§ PROMPT
Lines in the data below that contain the word "TargetEffect" are to be copied.

§ DATASET
>>>
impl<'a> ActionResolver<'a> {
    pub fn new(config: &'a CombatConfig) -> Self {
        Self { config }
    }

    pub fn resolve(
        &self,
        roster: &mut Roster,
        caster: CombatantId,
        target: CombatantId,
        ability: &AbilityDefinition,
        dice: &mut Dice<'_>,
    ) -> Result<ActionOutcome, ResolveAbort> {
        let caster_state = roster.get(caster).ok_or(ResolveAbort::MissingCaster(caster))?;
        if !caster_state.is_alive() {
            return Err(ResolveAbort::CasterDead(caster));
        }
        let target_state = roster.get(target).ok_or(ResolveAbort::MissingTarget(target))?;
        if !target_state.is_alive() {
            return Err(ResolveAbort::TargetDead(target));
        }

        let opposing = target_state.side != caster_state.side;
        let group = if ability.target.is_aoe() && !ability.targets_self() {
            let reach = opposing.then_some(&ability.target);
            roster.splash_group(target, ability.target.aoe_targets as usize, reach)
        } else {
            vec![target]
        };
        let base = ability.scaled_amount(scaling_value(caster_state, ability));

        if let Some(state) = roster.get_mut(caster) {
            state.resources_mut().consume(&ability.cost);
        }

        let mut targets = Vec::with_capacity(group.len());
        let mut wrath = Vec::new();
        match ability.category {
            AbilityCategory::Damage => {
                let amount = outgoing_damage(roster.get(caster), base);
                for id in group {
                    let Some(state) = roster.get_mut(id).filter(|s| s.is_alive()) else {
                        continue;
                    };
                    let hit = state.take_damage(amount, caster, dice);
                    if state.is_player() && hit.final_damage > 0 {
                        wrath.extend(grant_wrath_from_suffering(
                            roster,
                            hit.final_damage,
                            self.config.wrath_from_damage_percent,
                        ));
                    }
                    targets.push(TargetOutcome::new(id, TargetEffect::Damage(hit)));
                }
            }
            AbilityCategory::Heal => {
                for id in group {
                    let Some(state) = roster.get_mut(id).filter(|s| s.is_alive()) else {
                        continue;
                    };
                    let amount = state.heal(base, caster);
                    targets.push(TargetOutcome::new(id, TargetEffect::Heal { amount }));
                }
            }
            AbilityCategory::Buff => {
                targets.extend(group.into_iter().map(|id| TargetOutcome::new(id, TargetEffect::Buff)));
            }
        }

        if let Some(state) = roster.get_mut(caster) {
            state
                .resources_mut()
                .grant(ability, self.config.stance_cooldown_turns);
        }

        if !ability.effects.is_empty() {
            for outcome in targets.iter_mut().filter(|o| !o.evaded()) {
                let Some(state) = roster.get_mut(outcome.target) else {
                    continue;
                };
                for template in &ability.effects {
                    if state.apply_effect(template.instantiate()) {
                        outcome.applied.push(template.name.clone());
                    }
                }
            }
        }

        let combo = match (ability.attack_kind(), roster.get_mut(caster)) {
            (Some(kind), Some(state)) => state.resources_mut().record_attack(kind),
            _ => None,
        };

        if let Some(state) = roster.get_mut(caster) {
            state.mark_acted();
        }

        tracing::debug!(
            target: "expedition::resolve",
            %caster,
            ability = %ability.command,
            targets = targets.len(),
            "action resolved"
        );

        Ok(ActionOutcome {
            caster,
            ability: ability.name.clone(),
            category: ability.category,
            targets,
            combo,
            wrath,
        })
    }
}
<<<
§ ANSWER SPACE
                    targets.push(TargetOutcome::new(id, TargetEffect::Damage(hit)));
                    targets.push(TargetOutcome::new(id, TargetEffect::Heal { amount }));
                targets.extend(group.into_iter().map(|id| TargetOutcome::new(id, TargetEffect::Buff)));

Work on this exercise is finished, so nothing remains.